#### [Action item]
Report every line below that holds the word "status".

##### Supplied information #####

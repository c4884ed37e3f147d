//! Per-request metrics and visitor accounting.

use axum::{
    body::{Body, HttpBody},
    extract::{ConnectInfo, State},
    http::{header, HeaderMap, Method, Request},
    middleware::Next,
    response::Response,
};
use std::net::SocketAddr;
use std::sync::Arc;
use std::time::Instant;

use crate::observability::{metrics, VisitorTracker};

/// Client address: first `X-Forwarded-For` hop, else the peer address.
pub fn client_ip(headers: &HeaderMap, peer: Option<SocketAddr>) -> Option<String> {
    headers
        .get("x-forwarded-for")
        .and_then(|v| v.to_str().ok())
        .and_then(|v| v.split(',').next())
        .map(str::trim)
        .filter(|ip| !ip.is_empty())
        .map(str::to_string)
        .or_else(|| peer.map(|addr| addr.ip().to_string()))
}

/// Holds the in-progress gauge up until dropped, including when the request
/// future is cancelled.
struct InFlight {
    method: Method,
}

impl InFlight {
    fn start(method: Method) -> Self {
        metrics::request_started(method.as_str());
        Self { method }
    }
}

impl Drop for InFlight {
    fn drop(&mut self) {
        metrics::request_finished(self.method.as_str());
    }
}

pub async fn track_requests(
    State(visitors): State<Arc<VisitorTracker>>,
    request: Request<Body>,
    next: Next,
) -> Response {
    let start = Instant::now();
    let method = request.method().clone();
    let path = request.uri().path().to_string();

    let in_flight = InFlight::start(method.clone());

    let peer = request
        .extensions()
        .get::<ConnectInfo<SocketAddr>>()
        .map(|ConnectInfo(addr)| *addr);
    if let Some(visitor) = client_ip(request.headers(), peer) {
        if visitors.observe_now(&visitor) {
            let user_agent = request
                .headers()
                .get(header::USER_AGENT)
                .and_then(|v| v.to_str().ok());
            metrics::record_unique_visitor(metrics::user_agent_type(user_agent));
        }
    }

    if method == Method::GET {
        if let Some(section) = metrics::page_section(&path) {
            metrics::record_page_view(&path, section);
        }
    }

    let response = next.run(request).await;

    let status = response.status().as_u16();
    let route = metrics::normalize_route(&path);
    drop(in_flight);
    metrics::record_request(method.as_str(), &route, status, start);

    let length = response
        .headers()
        .get(header::CONTENT_LENGTH)
        .and_then(|v| v.to_str().ok())
        .and_then(|v| v.parse::<u64>().ok())
        .or_else(|| response.body().size_hint().exact());
    if let Some(bytes) = length {
        metrics::record_response_size(method.as_str(), &route, status, bytes);
    }

    response
}

#[cfg(test)]
mod tests {
    use super::*;
    use axum::http::HeaderValue;
    use metrics_exporter_prometheus::PrometheusBuilder;

    #[test]
    fn test_in_flight_released_on_drop() {
        let recorder = PrometheusBuilder::new().build_recorder();
        let handle = recorder.handle();

        ::metrics::with_local_recorder(&recorder, || {
            let first = InFlight::start(Method::POST);
            let second = InFlight::start(Method::POST);
            drop(first);
            assert!(handle
                .render()
                .contains(r#"portfolio_http_requests_in_progress{method="POST"} 1"#));
            drop(second);
        });

        assert!(handle
            .render()
            .contains(r#"portfolio_http_requests_in_progress{method="POST"} 0"#));
    }

    #[test]
    fn test_client_ip_prefers_forwarded_for() {
        let peer: SocketAddr = "10.0.0.9:5555".parse().unwrap();
        let mut headers = HeaderMap::new();
        assert_eq!(client_ip(&headers, Some(peer)).as_deref(), Some("10.0.0.9"));

        headers.insert(
            "x-forwarded-for",
            HeaderValue::from_static("203.0.113.7, 10.0.0.1"),
        );
        assert_eq!(client_ip(&headers, Some(peer)).as_deref(), Some("203.0.113.7"));
        assert_eq!(client_ip(&HeaderMap::new(), None), None);
    }
}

#####

#### [Reply]
    let status = response.status().as_u16();
    metrics::record_request(method.as_str(), &route, status, start);
        metrics::record_response_size(method.as_str(), &route, status, bytes);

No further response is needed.